(Your assignment):
Word for word, set down every line of the entries below from the line with "fn default() ->" to the line with "let x = self.pool.forward(input);", including both, and no other line.

--- Entries supplied ---

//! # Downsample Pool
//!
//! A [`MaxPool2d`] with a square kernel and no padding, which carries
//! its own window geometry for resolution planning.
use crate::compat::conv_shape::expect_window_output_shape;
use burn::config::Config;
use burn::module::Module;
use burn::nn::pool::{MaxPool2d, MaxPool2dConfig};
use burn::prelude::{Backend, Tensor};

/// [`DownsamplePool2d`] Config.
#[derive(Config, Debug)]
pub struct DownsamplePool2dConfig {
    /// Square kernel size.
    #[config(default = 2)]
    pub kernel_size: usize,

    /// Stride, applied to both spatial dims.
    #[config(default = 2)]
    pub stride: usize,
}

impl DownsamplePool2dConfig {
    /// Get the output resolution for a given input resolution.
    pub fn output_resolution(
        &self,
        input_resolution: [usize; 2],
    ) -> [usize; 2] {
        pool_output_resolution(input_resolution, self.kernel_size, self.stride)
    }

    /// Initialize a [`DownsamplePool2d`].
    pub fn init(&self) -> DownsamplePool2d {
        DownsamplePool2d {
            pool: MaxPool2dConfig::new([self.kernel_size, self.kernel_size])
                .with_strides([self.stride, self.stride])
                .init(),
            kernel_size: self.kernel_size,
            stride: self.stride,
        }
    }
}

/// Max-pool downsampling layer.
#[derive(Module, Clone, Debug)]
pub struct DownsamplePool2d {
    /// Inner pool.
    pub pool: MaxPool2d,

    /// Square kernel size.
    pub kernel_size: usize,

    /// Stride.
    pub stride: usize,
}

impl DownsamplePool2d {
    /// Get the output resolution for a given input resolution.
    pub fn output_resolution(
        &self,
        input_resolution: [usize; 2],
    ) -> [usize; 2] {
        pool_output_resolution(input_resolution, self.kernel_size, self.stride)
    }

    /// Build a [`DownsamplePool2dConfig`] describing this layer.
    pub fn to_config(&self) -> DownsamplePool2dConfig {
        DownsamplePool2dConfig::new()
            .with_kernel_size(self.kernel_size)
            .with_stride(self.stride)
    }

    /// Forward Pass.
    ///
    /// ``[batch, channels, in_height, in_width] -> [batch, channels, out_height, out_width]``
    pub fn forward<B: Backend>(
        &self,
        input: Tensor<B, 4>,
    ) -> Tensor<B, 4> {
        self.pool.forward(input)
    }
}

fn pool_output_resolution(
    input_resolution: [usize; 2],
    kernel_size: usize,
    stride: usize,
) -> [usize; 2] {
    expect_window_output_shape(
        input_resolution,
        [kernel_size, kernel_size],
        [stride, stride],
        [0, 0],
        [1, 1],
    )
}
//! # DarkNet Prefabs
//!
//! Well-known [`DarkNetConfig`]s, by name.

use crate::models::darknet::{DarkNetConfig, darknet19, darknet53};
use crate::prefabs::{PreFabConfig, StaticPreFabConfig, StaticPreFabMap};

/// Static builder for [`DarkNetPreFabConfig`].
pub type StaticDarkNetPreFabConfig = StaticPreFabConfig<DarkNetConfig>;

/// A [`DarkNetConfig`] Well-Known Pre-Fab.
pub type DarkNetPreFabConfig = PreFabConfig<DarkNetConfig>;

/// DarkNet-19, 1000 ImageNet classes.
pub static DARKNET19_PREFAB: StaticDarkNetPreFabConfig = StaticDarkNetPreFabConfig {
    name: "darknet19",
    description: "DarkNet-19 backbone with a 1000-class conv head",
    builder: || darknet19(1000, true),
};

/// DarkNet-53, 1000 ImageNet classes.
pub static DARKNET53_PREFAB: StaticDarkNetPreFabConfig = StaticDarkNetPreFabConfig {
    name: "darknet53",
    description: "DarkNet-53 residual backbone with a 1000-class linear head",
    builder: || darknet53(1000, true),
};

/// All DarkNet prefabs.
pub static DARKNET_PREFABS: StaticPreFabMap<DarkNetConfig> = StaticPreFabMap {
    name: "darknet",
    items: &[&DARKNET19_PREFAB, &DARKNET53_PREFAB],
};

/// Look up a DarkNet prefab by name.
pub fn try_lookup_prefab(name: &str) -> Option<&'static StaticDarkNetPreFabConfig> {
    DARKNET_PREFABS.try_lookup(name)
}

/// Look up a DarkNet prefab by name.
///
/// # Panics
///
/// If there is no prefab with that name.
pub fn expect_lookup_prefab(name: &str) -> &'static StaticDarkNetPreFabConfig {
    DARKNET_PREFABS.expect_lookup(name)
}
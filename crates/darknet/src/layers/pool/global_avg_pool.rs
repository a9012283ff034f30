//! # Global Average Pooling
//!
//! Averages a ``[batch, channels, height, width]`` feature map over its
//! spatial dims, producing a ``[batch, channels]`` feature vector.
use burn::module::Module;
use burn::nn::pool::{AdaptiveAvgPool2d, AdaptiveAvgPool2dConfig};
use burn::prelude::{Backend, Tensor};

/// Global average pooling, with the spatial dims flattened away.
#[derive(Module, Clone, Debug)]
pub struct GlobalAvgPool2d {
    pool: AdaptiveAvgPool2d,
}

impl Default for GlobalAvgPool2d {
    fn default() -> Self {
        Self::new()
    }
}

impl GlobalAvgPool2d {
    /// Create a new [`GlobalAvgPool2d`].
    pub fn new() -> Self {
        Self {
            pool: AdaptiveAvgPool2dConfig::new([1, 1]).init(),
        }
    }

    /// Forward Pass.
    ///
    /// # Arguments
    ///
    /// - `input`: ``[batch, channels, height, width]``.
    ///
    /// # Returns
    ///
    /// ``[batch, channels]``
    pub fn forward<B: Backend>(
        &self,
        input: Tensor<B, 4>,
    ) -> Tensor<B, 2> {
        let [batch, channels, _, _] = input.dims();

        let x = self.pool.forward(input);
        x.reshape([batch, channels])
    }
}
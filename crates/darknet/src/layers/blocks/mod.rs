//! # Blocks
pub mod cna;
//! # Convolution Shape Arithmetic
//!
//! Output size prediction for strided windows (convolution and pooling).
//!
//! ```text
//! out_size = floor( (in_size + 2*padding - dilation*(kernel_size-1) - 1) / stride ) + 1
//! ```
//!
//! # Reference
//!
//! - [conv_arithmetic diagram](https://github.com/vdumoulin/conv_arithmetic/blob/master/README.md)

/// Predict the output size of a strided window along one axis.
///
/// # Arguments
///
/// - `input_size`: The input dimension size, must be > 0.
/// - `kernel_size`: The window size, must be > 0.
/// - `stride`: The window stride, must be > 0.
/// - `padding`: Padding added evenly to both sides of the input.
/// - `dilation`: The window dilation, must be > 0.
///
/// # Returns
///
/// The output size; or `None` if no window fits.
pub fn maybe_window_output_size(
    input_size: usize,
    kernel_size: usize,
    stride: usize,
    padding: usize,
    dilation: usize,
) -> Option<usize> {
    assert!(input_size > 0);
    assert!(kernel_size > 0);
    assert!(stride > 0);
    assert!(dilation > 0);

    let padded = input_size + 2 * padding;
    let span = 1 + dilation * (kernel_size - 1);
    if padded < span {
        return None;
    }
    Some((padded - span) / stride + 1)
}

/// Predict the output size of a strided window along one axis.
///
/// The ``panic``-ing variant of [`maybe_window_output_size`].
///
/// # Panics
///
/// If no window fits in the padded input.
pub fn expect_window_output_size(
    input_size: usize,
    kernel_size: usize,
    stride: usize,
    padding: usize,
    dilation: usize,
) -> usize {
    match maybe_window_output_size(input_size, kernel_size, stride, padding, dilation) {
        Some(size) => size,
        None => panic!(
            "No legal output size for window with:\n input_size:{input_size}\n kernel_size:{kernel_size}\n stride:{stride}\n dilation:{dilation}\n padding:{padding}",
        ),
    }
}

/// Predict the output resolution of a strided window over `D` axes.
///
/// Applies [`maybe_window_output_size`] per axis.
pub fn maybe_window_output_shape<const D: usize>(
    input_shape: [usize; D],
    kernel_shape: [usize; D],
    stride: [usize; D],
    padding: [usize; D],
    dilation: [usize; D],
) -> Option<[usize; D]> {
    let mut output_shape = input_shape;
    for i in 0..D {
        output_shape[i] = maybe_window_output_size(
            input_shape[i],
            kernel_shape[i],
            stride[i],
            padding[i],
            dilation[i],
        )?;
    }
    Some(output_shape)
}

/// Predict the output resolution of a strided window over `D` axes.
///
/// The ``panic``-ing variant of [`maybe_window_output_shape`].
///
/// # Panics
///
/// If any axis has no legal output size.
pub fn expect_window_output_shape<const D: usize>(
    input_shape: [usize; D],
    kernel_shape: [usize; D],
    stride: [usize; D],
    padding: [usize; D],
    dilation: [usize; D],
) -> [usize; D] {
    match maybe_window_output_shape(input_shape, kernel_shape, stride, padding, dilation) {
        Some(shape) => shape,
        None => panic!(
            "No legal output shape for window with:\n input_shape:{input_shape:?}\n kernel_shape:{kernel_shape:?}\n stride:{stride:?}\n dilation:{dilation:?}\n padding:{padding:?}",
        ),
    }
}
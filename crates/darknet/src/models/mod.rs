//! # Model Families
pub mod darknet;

---

(Response for this exercise):
    fn default() -> Self {
        Self::new()
    }
}

impl GlobalAvgPool2d {
    /// Create a new [`GlobalAvgPool2d`].
    pub fn new() -> Self {
        Self {
            pool: AdaptiveAvgPool2dConfig::new([1, 1]).init(),
        }
    }

    /// Forward Pass.
    ///
    /// # Arguments
    ///
    /// - `input`: ``[batch, channels, height, width]``.
    ///
    /// # Returns
    ///
    /// ``[batch, channels]``
    pub fn forward<B: Backend>(
        &self,
        input: Tensor<B, 4>,
    ) -> Tensor<B, 2> {
        let [batch, channels, _, _] = input.dims();

        let x = self.pool.forward(input);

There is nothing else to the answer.